◆ Given data ◆
———
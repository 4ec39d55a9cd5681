use crate::layouts::{Exponent, Headroom, RightShift};

/// Plan for `acc = (acc >> acc_shr) +/- (b >> b_shr) * (c >> c_shr) >> 30`.
#[derive(Clone, Copy, Debug, PartialEq, Eq)]
pub struct MaccPlan {
    pub acc_exp: Exponent,
    pub acc_shr: RightShift,
    pub b_shr: RightShift,
    pub c_shr: RightShift,
}

/// Plan for the 16-bit `acc = (acc >> acc_shr) +/- (b * c) >> bc_shr`.
#[derive(Clone, Copy, Debug, PartialEq, Eq)]
pub struct MaccS16Plan {
    pub acc_exp: Exponent,
    pub acc_shr: RightShift,
    pub bc_shr: RightShift,
}

/// Shared 32-bit macc solver. `b_shr`/`c_shr` put the product at `p_exp`
/// with one bit of headroom; the accumulator would have one bit of headroom
/// at `acc_exp - acc_hr + 1`. The larger of the two becomes the new
/// accumulator exponent and the product shift is split between B and C.
#[inline]
fn macc_solve(acc_exp: Exponent, acc_hr: Headroom, b_shr: RightShift, c_shr: RightShift, p_exp: Exponent) -> MaccPlan {
    let d_exp: Exponent = acc_exp - acc_hr as i32 + 1;
    let new_exp: Exponent = d_exp.max(p_exp);
    let p_shr: RightShift = new_exp - p_exp;
    MaccPlan {
        acc_exp: new_exp,
        acc_shr: new_exp - acc_exp,
        b_shr: b_shr + (p_shr >> 1),
        c_shr: c_shr + (p_shr - (p_shr >> 1)),
    }
}

/// Planner for 32-bit macc and nmacc.
#[inline]
pub fn vect_s32_macc_prepare(
    acc_exp: Exponent,
    b_exp: Exponent,
    c_exp: Exponent,
    acc_hr: Headroom,
    b_hr: Headroom,
    c_hr: Headroom,
) -> MaccPlan {
    let p_exp: Exponent = b_exp + c_exp - b_hr as i32 - c_hr as i32 + 32;
    macc_solve(acc_exp, acc_hr, 1 - b_hr as i32, 1 - c_hr as i32, p_exp)
}

#[inline]
pub fn vect_s32_nmacc_prepare(
    acc_exp: Exponent,
    b_exp: Exponent,
    c_exp: Exponent,
    acc_hr: Headroom,
    b_hr: Headroom,
    c_hr: Headroom,
) -> MaccPlan {
    vect_s32_macc_prepare(acc_exp, b_exp, c_exp, acc_hr, b_hr, c_hr)
}

/// Planner for complex 32-bit macc variants. The complex product sums two
/// partial products, so C gives up one more bit than in the real case.
#[inline]
pub fn vect_complex_s32_macc_prepare(
    acc_exp: Exponent,
    b_exp: Exponent,
    c_exp: Exponent,
    acc_hr: Headroom,
    b_hr: Headroom,
    c_hr: Headroom,
) -> MaccPlan {
    let p_exp: Exponent = b_exp + c_exp - b_hr as i32 - c_hr as i32 + 33;
    macc_solve(acc_exp, acc_hr, 1 - b_hr as i32, 2 - c_hr as i32, p_exp)
}

/// Shared 16-bit macc solver: `product_bits` is the width the exact
/// `b * c` product is brought down from (16 real, 17 complex).
#[inline]
fn macc_s16_solve(
    acc_exp: Exponent,
    b_exp: Exponent,
    c_exp: Exponent,
    acc_hr: Headroom,
    b_hr: Headroom,
    c_hr: Headroom,
    product_bits: i32,
) -> MaccS16Plan {
    let bc_hr: i32 = (b_hr + c_hr) as i32;
    let bc_exp: Exponent = b_exp + c_exp - bc_hr + product_bits;
    let tmp_exp: Exponent = acc_exp - acc_hr as i32 + 1;
    let new_exp: Exponent = bc_exp.max(tmp_exp);
    MaccS16Plan {
        acc_exp: new_exp,
        acc_shr: new_exp - acc_exp,
        bc_shr: product_bits - bc_hr + (new_exp - bc_exp),
    }
}

/// Planner for 16-bit macc and nmacc.
#[inline]
pub fn vect_s16_macc_prepare(
    acc_exp: Exponent,
    b_exp: Exponent,
    c_exp: Exponent,
    acc_hr: Headroom,
    b_hr: Headroom,
    c_hr: Headroom,
) -> MaccS16Plan {
    macc_s16_solve(acc_exp, b_exp, c_exp, acc_hr, b_hr, c_hr, 16)
}

#[inline]
pub fn vect_s16_nmacc_prepare(
    acc_exp: Exponent,
    b_exp: Exponent,
    c_exp: Exponent,
    acc_hr: Headroom,
    b_hr: Headroom,
    c_hr: Headroom,
) -> MaccS16Plan {
    vect_s16_macc_prepare(acc_exp, b_exp, c_exp, acc_hr, b_hr, c_hr)
}

/// Planner for complex 16-bit macc variants.
#[inline]
pub fn vect_complex_s16_macc_prepare(
    acc_exp: Exponent,
    b_exp: Exponent,
    c_exp: Exponent,
    acc_hr: Headroom,
    b_hr: Headroom,
    c_hr: Headroom,
) -> MaccS16Plan {
    macc_s16_solve(acc_exp, b_exp, c_exp, acc_hr, b_hr, c_hr, 17)
}

#[cfg(test)]
mod tests {
    use crate::prepare::{MaccPlan, MaccS16Plan, vect_s16_macc_prepare, vect_s32_macc_prepare};

    #[test]
    fn s32_macc_product_dominates() {
        // p_exp = 32, d_exp = -29.
        let plan: MaccPlan = vect_s32_macc_prepare(-30, 0, 0, 0, 0, 0);
        assert_eq!(plan, MaccPlan { acc_exp: 32, acc_shr: 62, b_shr: 1, c_shr: 1 });
    }

    #[test]
    fn s32_macc_accumulator_dominates() {
        let plan: MaccPlan = vect_s32_macc_prepare(10, -30, -30, 0, 2, 2);
        // p_exp = -60 - 4 + 32 = -32, d_exp = 11, p_shr = 43.
        assert_eq!(plan, MaccPlan { acc_exp: 11, acc_shr: 1, b_shr: -1 + 21, c_shr: -1 + 22 });
    }

    #[test]
    fn s16_macc() {
        let plan: MaccS16Plan = vect_s16_macc_prepare(0, -10, -10, 3, 1, 1);
        // bc_exp = -20 - 2 + 16 = -6, tmp = -2.
        assert_eq!(plan, MaccS16Plan { acc_exp: -2, acc_shr: -2, bc_shr: 14 + 4 });
    }
}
———
◆ Activity ◆
For the records above, state how many lines include the string "Planner", giving the number and nothing else.

◆ Response area ◆
4